The Lobster (Blu-ray) (2015)
R Dir: Yorgos Lanthimos | Lionsgate | 1h 58min

Review By: Matt Brighton | July 29th, 2016

Plot: What’s it about?

I tend to complain about the current state of Hollywood. The constant remakes, television shows turned into feature films and let’s face it, the super hero movies are getting a tad bit old (though, admittedly, I do enjoy them). So when a film comes along that’s totally original, I see it as a good thing. The world is a big place and there are a lot of talented people out there doing some pretty incredible things – film and otherwise.  Having only heard of The Lobster in passing, I wasn’t really sure what to expect. I received the press release and saw that it started Colin Farrell, John C. Reily and Rachel Weitz (who I always enjoy and had not seen in a film in a while). Looking at the Rotten Tomatoes score, I was intrigued and wasn’t sure what to expect when I popped the disc in the player. That and just reading the synopsis on the back of the box had me intrigued to say the least. While Colin Farrell might not be the box office draw he was a few years ago, he’s still a big name and for him to take a chance like this was saying something. So without further ado…
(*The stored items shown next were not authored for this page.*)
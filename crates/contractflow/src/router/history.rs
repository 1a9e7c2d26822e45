//! Historical routing outcomes (the retrieval side of RAG-assisted routing).

use thiserror::Error;

use crate::db::routing_repo::{self, RoutingOutcomeRow};
use crate::db::{now_rfc3339, Database, DatabaseError};

#[derive(Error, Debug)]
pub enum HistoryError {
    #[error("Routing history unavailable: {0}")]
    Database(#[from] DatabaseError),
}

/// The model a finished document was first routed to and how it went.
#[derive(Debug, Clone, PartialEq)]
pub struct RoutingOutcome {
    pub model: String,
    pub complexity: f64,
    pub is_scanned: bool,
    /// The first model succeeded and validation found nothing.
    pub success: bool,
}

pub trait RoutingHistory: Send + Sync {
    /// Up to `limit` past outcomes with the closest complexity.
    fn similar(&self, complexity: f64, limit: usize) -> Result<Vec<RoutingOutcome>, HistoryError>;

    fn record(&self, job_id: &str, outcome: &RoutingOutcome) -> Result<(), HistoryError>;
}

pub struct SqliteRoutingHistory {
    db: Database,
}

impl SqliteRoutingHistory {
    pub fn new(db: Database) -> Self {
        Self { db }
    }
}

impl RoutingHistory for SqliteRoutingHistory {
    fn similar(&self, complexity: f64, limit: usize) -> Result<Vec<RoutingOutcome>, HistoryError> {
        let rows = routing_repo::nearest_by_complexity(&self.db, complexity, limit)?;
        Ok(rows
            .into_iter()
            .map(|row| RoutingOutcome {
                model: row.model,
                complexity: row.complexity,
                is_scanned: row.is_scanned,
                success: row.success,
            })
            .collect())
    }

    fn record(&self, job_id: &str, outcome: &RoutingOutcome) -> Result<(), HistoryError> {
        routing_repo::insert(
            &self.db,
            &RoutingOutcomeRow {
                job_id: job_id.to_string(),
                model: outcome.model.clone(),
                complexity: outcome.complexity,
                is_scanned: outcome.is_scanned,
                success: outcome.success,
                created_at: now_rfc3339(),
            },
        )?;
        Ok(())
    }
}
use quick_xml::events::{BytesStart, Event};
use quick_xml::Reader;

use crate::error::ProcessError;
use crate::extraction::{Clause, IntermediateRecord, MonetaryAmount, Party};
use crate::processor::{Block, BlockKind, ParsedXml, XmlParser};

/// Maps a structured contract XML file straight into an
/// [`IntermediateRecord`] without calling a model.
///
/// Element names are matched case-insensitively with `-` and `_` ignored, so
/// `effective_date`, `EffectiveDate` and `effective-date` are the same field.
/// Leaf elements that are not part of the record vocabulary land in
/// `fields` under their dotted path below the root.
pub struct XmlContractParser;

impl XmlContractParser {
    pub fn new() -> Self {
        Self
    }
}

impl Default for XmlContractParser {
    fn default() -> Self {
        Self::new()
    }
}

#[derive(Default)]
struct Builder {
    record: IntermediateRecord,
    blocks: Vec<Block>,
    /// Normalized names of the open elements.
    stack: Vec<String>,
    party: Option<Party>,
    clause: Option<Clause>,
    amount_currency: Option<String>,
}

impl XmlParser for XmlContractParser {
    fn parse(&self, bytes: &[u8]) -> Result<ParsedXml, ProcessError> {
        let mut reader = Reader::from_reader(bytes);

        let mut builder = Builder::default();
        let mut buf = Vec::new();
        // Text of the current element, which arrives in pieces around entity
        // references.
        let mut pending = String::new();
        let mut saw_root = false;

        loop {
            match reader.read_event_into(&mut buf) {
                Ok(Event::Start(ref e)) => {
                    builder.text(&std::mem::take(&mut pending));
                    saw_root = true;
                    builder.open(e);
                }
                Ok(Event::Empty(ref e)) => {
                    builder.text(&std::mem::take(&mut pending));
                    saw_root = true;
                    builder.open(e);
                    builder.close();
                }
                Ok(Event::End(_)) => {
                    builder.text(&std::mem::take(&mut pending));
                    builder.close();
                }
                // Entity references arrive as separate `GeneralRef` events.
                Ok(Event::Text(e)) => {
                    let decoded = e.decode().map_err(|e| {
                        ProcessError::XmlParsing(format!("Invalid text content: {}", e))
                    })?;
                    pending.push_str(&decoded);
                }
                Ok(Event::GeneralRef(e)) => {
                    let name = e.decode().map_err(|e| {
                        ProcessError::XmlParsing(format!("Invalid entity reference: {}", e))
                    })?;
                    pending.push_str(&resolve_entity(&name)?);
                }
                Ok(Event::CData(e)) => {
                    pending.push_str(&String::from_utf8_lossy(&e));
                }
                Ok(Event::Eof) => break,
                Err(e) => {
                    return Err(ProcessError::XmlParsing(format!(
                        "Error at position {}: {}",
                        reader.error_position(),
                        e
                    )))
                }
                _ => {}
            }
            buf.clear();
        }

        if !saw_root {
            return Err(ProcessError::XmlParsing(
                "Document has no root element".to_string(),
            ));
        }
        if !builder.stack.is_empty() {
            return Err(ProcessError::XmlParsing(format!(
                "Unclosed element <{}>",
                builder.stack.join("/")
            )));
        }

        builder.record.source_blocks = builder.blocks.len();
        Ok(ParsedXml {
            blocks: builder.blocks,
            record: builder.record,
        })
    }
}

impl Builder {
    fn open(&mut self, e: &BytesStart<'_>) {
        let name = normalize(&String::from_utf8_lossy(e.local_name().as_ref()));
        if self.stack.is_empty() && self.record.document_type.is_none() {
            self.record.document_type = Some(name.clone());
        }

        match name.as_str() {
            "party" => {
                self.party = Some(Party {
                    name: attribute(e, &["name"]).unwrap_or_default(),
                    role: attribute(e, &["role", "type"]),
                })
            }
            "clause" | "section" | "article" if self.clause.is_none() => {
                self.clause = Some(Clause {
                    heading: attribute(e, &["heading", "title"]),
                    text: String::new(),
                })
            }
            "totalvalue" | "contractvalue" | "value" => {
                self.amount_currency = attribute(e, &["currency"]);
            }
            _ => {}
        }
        self.stack.push(name);
    }

    fn close(&mut self) {
        let Some(name) = self.stack.pop() else {
            return;
        };
        match name.as_str() {
            "party" => {
                if let Some(party) = self.party.take().filter(|p| !p.name.is_empty()) {
                    self.record.parties.push(party);
                }
            }
            "clause" | "section" | "article" if !self.inside(&["clause", "section", "article"]) => {
                if let Some(clause) = self.clause.take() {
                    if !clause.text.is_empty() || clause.heading.is_some() {
                        self.record.clauses.push(clause);
                    }
                }
            }
            _ => {}
        }
    }

    fn inside(&self, names: &[&str]) -> bool {
        self.stack.iter().any(|n| names.contains(&n.as_str()))
    }

    fn text(&mut self, raw: &str) {
        let text = raw.trim();
        if text.is_empty() {
            return;
        }
        let Some(current) = self.stack.last().cloned() else {
            return;
        };
        let parent = self
            .stack
            .len()
            .checked_sub(2)
            .and_then(|i| self.stack.get(i))
            .cloned();

        let is_heading = matches!(current.as_str(), "title" | "heading");
        self.blocks.push(Block {
            page: 1,
            kind: if is_heading {
                BlockKind::Heading
            } else {
                BlockKind::Paragraph
            },
            bbox: None,
            text: Some(text.to_string()),
        });

        if let Some(party) = self.party.as_mut() {
            match current.as_str() {
                "role" | "type" => party.role = Some(text.to_string()),
                _ => append(&mut party.name, text, " "),
            }
            return;
        }

        if let Some(clause) = self.clause.as_mut() {
            let is_own_heading = is_heading
                && parent
                    .as_deref()
                    .is_some_and(|p| matches!(p, "clause" | "section" | "article"));
            if is_own_heading && clause.heading.is_none() {
                clause.heading = Some(text.to_string());
            } else {
                append(&mut clause.text, text, "\n");
            }
            return;
        }

        match current.as_str() {
            "title" if self.record.title.is_none() => self.record.title = Some(text.to_string()),
            "documenttype" | "contracttype" => self.record.document_type = Some(text.to_string()),
            "effectivedate" | "startdate" | "commencementdate" => {
                self.record.effective_date = Some(text.to_string())
            }
            "expirationdate" | "enddate" | "terminationdate" => {
                self.record.expiration_date = Some(text.to_string())
            }
            "totalvalue" | "contractvalue" | "value" | "amount" => {
                match text.replace(',', "").parse::<f64>() {
                    Ok(amount) => {
                        self.record.total_value = Some(MonetaryAmount {
                            amount,
                            currency: self.amount_currency.clone(),
                        })
                    }
                    Err(_) => self.put_field(text),
                }
            }
            "currency" => {
                if let Some(value) = self.record.total_value.as_mut() {
                    value.currency = Some(text.to_string());
                } else {
                    self.amount_currency = Some(text.to_string());
                }
            }
            _ => self.put_field(text),
        }
    }

    fn put_field(&mut self, text: &str) {
        let path = self.stack.iter().skip(1).cloned().collect::<Vec<_>>().join(".");
        let key = if path.is_empty() {
            self.stack.join(".")
        } else {
            path
        };
        self.record
            .fields
            .insert(key, serde_json::Value::String(text.to_string()));
    }
}

fn normalize(name: &str) -> String {
    name.chars()
        .filter(|c| *c != '-' && *c != '_')
        .flat_map(char::to_lowercase)
        .collect()
}

fn attribute(e: &BytesStart<'_>, names: &[&str]) -> Option<String> {
    e.attributes().flatten().find_map(|attr| {
        let key = normalize(&String::from_utf8_lossy(attr.key.local_name().as_ref()));
        names
            .contains(&key.as_str())
            .then(|| {
                let raw = String::from_utf8_lossy(&attr.value);
                quick_xml::escape::unescape(&raw)
                    .map(|v| v.trim().to_string())
                    .unwrap_or_else(|_| raw.trim().to_string())
            })
            .filter(|v| !v.is_empty())
    })
}

fn resolve_entity(name: &str) -> Result<String, ProcessError> {
    let resolved = match name {
        "amp" => Some('&'),
        "lt" => Some('<'),
        "gt" => Some('>'),
        "quot" => Some('"'),
        "apos" => Some('\''),
        _ => name.strip_prefix('#').and_then(|code| {
            let value = match code.strip_prefix(['x', 'X']) {
                Some(hex) => u32::from_str_radix(hex, 16).ok()?,
                None => code.parse().ok()?,
            };
            char::from_u32(value)
        }),
    };
    resolved
        .map(String::from)
        .ok_or_else(|| ProcessError::XmlParsing(format!("Unknown entity &{};", name)))
}

fn append(target: &mut String, text: &str, separator: &str) {
    if !target.is_empty() {
        target.push_str(separator);
    }
    target.push_str(text);
}
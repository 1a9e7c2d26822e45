//! Resilient API client for model backends.
//!
//! Every call goes through, in order: the optional response cache, the
//! token bucket (one token per attempt), the connection cap, and the
//! per-call timeout. Transport-level failures are retried with exponential
//! backoff; HTTP error statuses are returned to the caller as responses.
//! Every suspension point races the caller's [`CancellationToken`].

pub mod cache;
pub mod error;
pub mod rate_limit;
pub mod retry;
pub mod transport;

use std::future::Future;
use std::sync::Arc;
use std::time::Duration;

use futures_util::future::join_all;
use tokio::sync::Semaphore;
use tokio_util::sync::CancellationToken;
use tracing::{debug, warn, Instrument};

use crate::config::ClientSettings;
use crate::sanitize::redact_endpoint;

pub use cache::ResponseCache;
pub use error::{ClientError, TransportError};
pub use rate_limit::TokenBucket;
pub use retry::BackoffPolicy;
pub use transport::{ApiRequest, ApiResponse, ReqwestTransport, Transport};

#[derive(Debug, Clone, Copy, PartialEq)]
pub struct RateLimit {
    pub requests: u32,
    pub period: Duration,
}

#[derive(Debug, Clone, Copy, PartialEq)]
pub struct CacheConfig {
    pub max_entries: u64,
    pub ttl: Duration,
}

#[derive(Debug, Clone, PartialEq)]
pub struct ClientConfig {
    pub timeout: Duration,
    pub max_connections: usize,
    pub backoff: BackoffPolicy,
    pub rate_limit: Option<RateLimit>,
    pub cache: Option<CacheConfig>,
}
Set in a dystopian future (or on another planet?), The Lobster’s world revolves around relationships. In this world partnerships are valued above anything else and for those that lose their partner, for whatever reason, are encouraged to find another. How? The state whisks the singles away to a spa/hotel for 45 days and in that time you are to find a suitable mate, preferably one in which you share a commonality. If in that amount of time you don’t manage to find one you are to be turned into an animal of your choice. Yes, an animal. David (Colin Farrell) is a recent addition and isn’t quite sure what to make of things. He finds two male friends in a limping man (Ben Whishaw) and a man with a lisp (John C. Reilly). The man with a limp quickly finds a mate and after a rather unfortunate event with another, David escapes. Part of the duty of those at the “spa” is to hunt down the singles. They are granted an extra day for every one they catch. David, now a loner, finds someone in a short-sighted woman (Rachel Weitz), though the rules of the loners is quite different from those at the spa. Is David doomed to become the animal of his choosing (quite obviously – a lobster) or will he end up happily ever after?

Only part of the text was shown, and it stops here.